→ Exercise instructions
Return each line of the listing that follows in which the string "exhausted" can be found.

→ Given entries
• • • •

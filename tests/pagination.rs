mod common;

use bizfinder::pager::accumulate;
use bizfinder::query::PAGE_SIZE;
use common::records;

#[test]
fn test_fresh_search_discards_previous() {
    let previous = records("old", 30);
    let page = accumulate(previous, records("new", 4), 1);
    assert_eq!(page.records.len(), 4);
    assert!(page.records.iter().all(|r| r.id.starts_with("new-")));
    assert_eq!(page.page_index, 1);
    assert!(page.exhausted);
}

#[test]
fn test_load_more_appends_in_order() {
    let first = accumulate(Vec::new(), records("p1", PAGE_SIZE), 1);
    assert!(!first.exhausted);

    let second = accumulate(first.records, records("p2", PAGE_SIZE), 2);
    assert_eq!(second.records.len(), 24);
    assert_eq!(second.records[0].id, "p1-0");
    assert_eq!(second.records[12].id, "p2-0");
    assert_eq!(second.page_index, 2);
    assert!(!second.exhausted);
}

#[test]
fn test_short_page_exhausts() {
    let first = accumulate(Vec::new(), records("p1", PAGE_SIZE), 1);
    let second = accumulate(first.records, records("p2", 5), 2);
    assert_eq!(second.records.len(), 17);
    assert!(second.exhausted);
}

#[test]
fn test_empty_page_exhausts() {
    let page = accumulate(records("p1", PAGE_SIZE), Vec::new(), 2);
    assert_eq!(page.records.len(), PAGE_SIZE);
    assert!(page.exhausted);
}
// File: ./src/context.rs
/*! Where the application keeps its configuration.

`AppContext` hides how the config directory is chosen:

- `StandardContext`: `directories::ProjectDirs`, or an override root given
  on the command line.
- `TestContext`: a unique temporary directory removed on drop.

Nothing here reads environment variables or global state; callers pass a
context explicitly to code that touches the filesystem.
*/

use anyhow::{Context, Result};
use directories::ProjectDirs;
use std::path::PathBuf;

pub trait AppContext: Send + Sync + std::fmt::Debug {
    fn get_config_dir(&self) -> Result<PathBuf>;

    fn get_config_file_path(&self) -> Result<PathBuf> {
        Ok(self.get_config_dir()?.join("config.toml"))
    }
}

// --- Production Implementation ---

#[derive(Clone, Debug)]
pub struct StandardContext {
    override_root: Option<PathBuf>,
}

impl StandardContext {
    /// With `Some(root)`, configuration lives under `root/config`.
    pub fn new(override_root: Option<PathBuf>) -> Self {
        Self { override_root }
    }

    fn ensure_exists(path: PathBuf) -> Result<PathBuf> {
        if !path.exists() {
            std::fs::create_dir_all(&path)
                .with_context(|| format!("Failed to create directory: {:?}", path))?;
        }
        Ok(path)
    }
}

impl AppContext for StandardContext {
    fn get_config_dir(&self) -> Result<PathBuf> {
        if let Some(root) = &self.override_root {
            return Self::ensure_exists(root.join("config"));
        }
        let proj = ProjectDirs::from("kr", "bizfinder", "bizfinder")
            .ok_or_else(|| anyhow::anyhow!("No home directory"))?;
        Self::ensure_exists(proj.config_dir().to_path_buf())
    }
}

// --- Test Implementation ---

#[derive(Clone, Debug)]
pub struct TestContext {
    pub root: PathBuf,
}

impl TestContext {
    pub fn new() -> Self {
        let root = std::env::temp_dir().join(format!("bizfinder_test_{}", uuid::Uuid::new_v4()));
        std::fs::create_dir_all(&root).expect("failed to create TestContext temp dir");
        Self { root }
    }
}

impl Default for TestContext {
    fn default() -> Self {
        Self::new()
    }
}

impl AppContext for TestContext {
    fn get_config_dir(&self) -> Result<PathBuf> {
        let p = self.root.join("config");
        std::fs::create_dir_all(&p)?;
        Ok(p)
    }
}

impl Drop for TestContext {
    fn drop(&mut self) {
        let _ = std::fs::remove_dir_all(&self.root);
    }
}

• • • •

→ Your solution
    assert!(page.exhausted);
    assert!(!first.exhausted);
    assert!(!second.exhausted);
    assert!(second.exhausted);
    assert!(page.exhausted);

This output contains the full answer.